The effects of burning and mechanical thinning were investigated from 1999 to 2000 and 2002–2003 in the southern Sierra Nevada Mountains. This experiment was conducted through captures of Lodgepole chipmunks and the results indicated that over a short-term period, forest management techniques such as burning and mechanical thinning did not have a significant impact on the species in respect to capture rate or population number. However, the experiment did indicate that body mass of these chipmunks decreased because forest structure changed, limiting food availability provided by the cones of trees.

==Predators==
Natural predators of this chipmunk include coyotes, foxes (primarily the gray fox), hawks (Cooper's and red-tailed), bobcats, and martens. To avoid such threats, the Lodgepole chipmunk is capable of climbing trees in order to seek safety and also minimize open exposure by utilizing the color patterns and markings of its fur to blend into its surroundings, providing camouflage against the environment.

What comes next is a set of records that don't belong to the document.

//! Write-path integration tests: no-op detection, fast-forward,
//! ancestry-based merging, conflict reporting, and target branch rules.

mod common;

use std::collections::BTreeMap;

use serde_json::json;

use git_json_api::core::error::ApiError;
use git_json_api::repo::payload::WritePayload;

use common::TestOrigin;

fn single(value: serde_json::Value) -> WritePayload {
    WritePayload::SingleFile(value)
}

fn subtree(entries: &[(&str, serde_json::Value)]) -> WritePayload {
    WritePayload::Subtree(
        entries
            .iter()
            .map(|(k, v)| (k.to_string(), v.clone()))
            .collect::<BTreeMap<_, _>>(),
    )
}

#[tokio::test]
async fn no_op_write_returns_parent_commit_and_creates_nothing() {
    let mut origin = TestOrigin::new();
    origin.commit_file("rootFile.json", &json!({"foo": "bar"}));
    origin.push();
    let repo = origin.open_repo().await;

    let tip_before = origin.origin_tip("master");
    let result = repo
        .write("master", None, "rootFile", single(json!({"foo": "bar"})), None)
        .await
        .expect("no-op write");

    assert_eq!(result.as_str(), origin.head());
    assert_eq!(origin.origin_tip("master"), tip_before);
}

#[tokio::test]
async fn fast_forward_write_advances_the_branch() {
    let mut origin = TestOrigin::new();
    origin.commit_file("rootFile.json", &json!({"foo": "bar"}));
    origin.push();
    let repo = origin.open_repo().await;

    let result = repo
        .write(
            "master",
            None,
            "rootFile",
            single(json!({"foo": "updated"})),
            Some("Editor"),
        )
        .await
        .expect("write");

    assert_ne!(result.as_str(), origin.head());
    assert_eq!(origin.origin_tip("master"), result.as_str());
    assert_eq!(origin.parent_count(result.as_str()), 1);
    assert_eq!(origin.origin_tip_subject("master"), "Update rootFile");

    let data = repo.get_data("master", "rootFile", false).await.expect("read back");
    assert_eq!(data.data, json!({"foo": "updated"}));
    assert_eq!(data.commit_hash, result);
}

#[tokio::test]
async fn divergent_non_overlapping_writes_merge() {
    let mut origin = TestOrigin::new();
    origin.commit_file("rootFile.json", &json!({"foo": "bar"}));
    origin.push();
    let base = origin.head().to_string();

    // the branch advances with an unrelated change
    origin.commit_file("fileA.json", &json!({"a": "new"}));
    origin.push();

    let repo = origin.open_repo().await;
    let result = repo
        .write(
            &base,
            Some("master"),
            "fileB",
            single(json!({"b": "also new"})),
            None,
        )
        .await
        .expect("merging write");

    // one merge commit with both lines of history as parents
    assert_eq!(origin.origin_tip("master"), result.as_str());
    assert_eq!(origin.parent_count(result.as_str()), 2);

    let data = repo.get_data("master", "", false).await.expect("read back");
    assert_eq!(
        data.data,
        json!({
            "rootFile": {"foo": "bar"},
            "fileA": {"a": "new"},
            "fileB": {"b": "also new"},
        })
    );
}

#[tokio::test]
async fn divergent_overlapping_writes_conflict_with_marker_report() {
    let mut origin = TestOrigin::new();
    origin.commit_file("rootFile.json", &json!({"foo": "original"}));
    origin.push();
    let base = origin.head().to_string();

    origin.commit_file("rootFile.json", &json!({"foo": "remote"}));
    origin.push();
    let advanced_tip = origin.origin_tip("master");

    let repo = origin.open_repo().await;
    let result = repo
        .write(
            &base,
            Some("master"),
            "rootFile",
            single(json!({"foo": "local"})),
            None,
        )
        .await;

    match result {
        Err(ApiError::MergeConflict { report }) => {
            assert!(report.contains("rootFile.json"), "report: {report}");
            assert!(report.contains("<<<<<<<"), "report: {report}");
            assert!(report.contains("======="), "report: {report}");
            assert!(report.contains(">>>>>>>"), "report: {report}");
            assert!(report.contains("remote"), "report: {report}");
            assert!(report.contains("local"), "report: {report}");
        }
        other => panic!("expected MergeConflict, got {other:?}"),
    }

    // a failed write leaves the remote branch exactly as it was
    assert_eq!(origin.origin_tip("master"), advanced_tip);
}

#[tokio::test]
async fn commit_parent_without_explicit_branch_is_rejected() {
    let mut origin = TestOrigin::new();
    origin.commit_file("rootFile.json", &json!({"foo": "bar"}));
    origin.push();
    let base = origin.head().to_string();

    let repo = origin.open_repo().await;
    let result = repo
        .write(&base, None, "rootFile", single(json!({"foo": "x"})), None)
        .await;

    assert!(matches!(result, Err(ApiError::InvalidBranch(_))));
}

#[tokio::test]
async fn commit_parent_with_explicit_branch_is_accepted() {
    let mut origin = TestOrigin::new();
    origin.commit_file("rootFile.json", &json!({"foo": "bar"}));
    origin.push();
    let base = origin.head().to_string();

    let repo = origin.open_repo().await;
    let result = repo
        .write(
            &base,
            Some("master"),
            "rootFile",
            single(json!({"foo": "explicit"})),
            None,
        )
        .await
        .expect("write with explicit branch");

    assert_eq!(origin.origin_tip("master"), result.as_str());
}

#[tokio::test]
async fn nonexistent_target_branch_is_rejected_and_never_created() {
    let mut origin = TestOrigin::new();
    origin.commit_file("rootFile.json", &json!({"foo": "bar"}));
    origin.push();

    let repo = origin.open_repo().await;
    let result = repo
        .write(
            "master",
            Some("feature"),
            "rootFile",
            single(json!({"foo": "x"})),
            None,
        )
        .await;

    assert!(matches!(result, Err(ApiError::InvalidBranch(_))));
    assert!(!origin.branch_exists("feature"));
}

#[tokio::test]
async fn unknown_parent_version_is_not_found() {
    let mut origin = TestOrigin::new();
    origin.commit_file("rootFile.json", &json!({"foo": "bar"}));
    origin.push();

    let repo = origin.open_repo().await;
    let result = repo
        .write(
            "doesnotexist",
            Some("master"),
            "rootFile",
            single(json!({"foo": "x"})),
            None,
        )
        .await;

    assert!(matches!(result, Err(ApiError::NotFound(_))));
}

#[tokio::test]
async fn subtree_write_replaces_the_whole_directory() {
    let mut origin = TestOrigin::new();
    origin.commit_file("rootFile.json", &json!({"foo": "bar"}));
    origin.commit_file("dir/nestedFile1.json", &json!({"n": 1}));
    origin.commit_file("dir/nestedFile2.json", &json!({"n": 2}));
    origin.push();

    let repo = origin.open_repo().await;
    let result = repo
        .write(
            "master",
            None,
            "dir",
            subtree(&[("replacement", json!({"r": true}))]),
            None,
        )
        .await
        .expect("subtree write");

    assert_eq!(origin.origin_tip("master"), result.as_str());

    let data = repo.get_data("master", "", false).await.expect("read back");
    assert_eq!(
        data.data,
        json!({
            "rootFile": {"foo": "bar"},
            "dir": {"replacement": {"r": true}},
        })
    );
}

#[tokio::test]
async fn sequential_divergent_writes_from_the_same_parent_both_survive() {
    let mut origin = TestOrigin::new();
    origin.commit_file("fileA.json", &json!({"a": "old"}));
    origin.commit_file("fileB.json", &json!({"b": "old"}));
    origin.push();
    let base = origin.head().to_string();

    let repo = origin.open_repo().await;

    let first = repo
        .write(&base, Some("master"), "fileA", single(json!({"a": "new"})), None)
        .await
        .expect("first write");
    assert_eq!(origin.parent_count(first.as_str()), 1);

    // second write still references the original parent, so it diverges
    let second = repo
        .write(&base, Some("master"), "fileB", single(json!({"b": "new"})), None)
        .await
        .expect("second write");
    assert_eq!(origin.parent_count(second.as_str()), 2);

    let data = repo.get_data("master", "", false).await.expect("read back");
    assert_eq!(
        data.data,
        json!({
            "fileA": {"a": "new"},
            "fileB": {"b": "new"},
        })
    );
}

==Behavior and communication==
Several different vocalizations are used by the Lodgepole chipmunk during both courtship and when frightened by a predator. During courtship, visual displays can be shown through the action of tail flipping and body postures of both sexes. Alongside visual displays, during courtship males and females utilize chips and whistles. When frightened or alerting others, the Lodgepole chipmunk produces a high pitched "whisk", a shrill "tsew", as well as the series "pst-pst-pst-a-ku" in a rapid and repeated manner. After caching food throughout the spring and summer months, hibernation begins at the end of October and lasts until early to mid April, a five-six month span.

=== Gestation ===
The period of gestation for a Lodgepole chipmunk lasts about one month. They often give birth to one litter each year, averaging 3-6 offspring, typically in July. During birth, the mother will usually go to an underground den near a large log or stone to give birth to its offspring. They may also use abandoned holes dug by Woodpeckers.

==Diet and ecological role==
The Lodgepole chipmunk is an omnivore, feeding on both animal (mammals, birds, bird eggs, small invertebrates arthropods, and insects) and plant matter (leaves, flowers, pollen, fungi, and seeds). Like most rodents, this chipmunk engages in the foraging behavior of caching and storing food in order to survive the long winter hibernation. Through its diet, this chipmunk ingests seeds, which may not be completely broken down through the digestive process, and then defecated and dispersed throughout its habitat. Similarly, the Lodgepole chipmunk also disperses ectomycorrhizal fungi. This kind of fungi is important to forests, allowing for trees to subsist by increasing their water and nutrient gains. By dispersing spores, seeds, and pollen, the Lodgepole chipmunk plays an important role in the maintenance of the forest and mountain ecosystem.

==Reproduction==
Through visual displays and vocalizations, both males and females engage in courtship. When the scrotum turns black and the testes are loosely relaxed, the male is ready to mate. Once per year Lodgepole chipmunks breed during May to early June, three to six young (pups) are born in early June after a one-month gestation period. Lactation provided by the mother allows nourishment to poorly developed pups, lasting for approximately one month, and then the young are independent by Fall. Young reach sexual maturity the following spring. Though not known, it is expected that like other relatives, the Lodgepole chipmunk exhibit a polygynous system of mating. Also, parental investment rests solely on the mother as the father of the litter does not provide parental care to his offspring.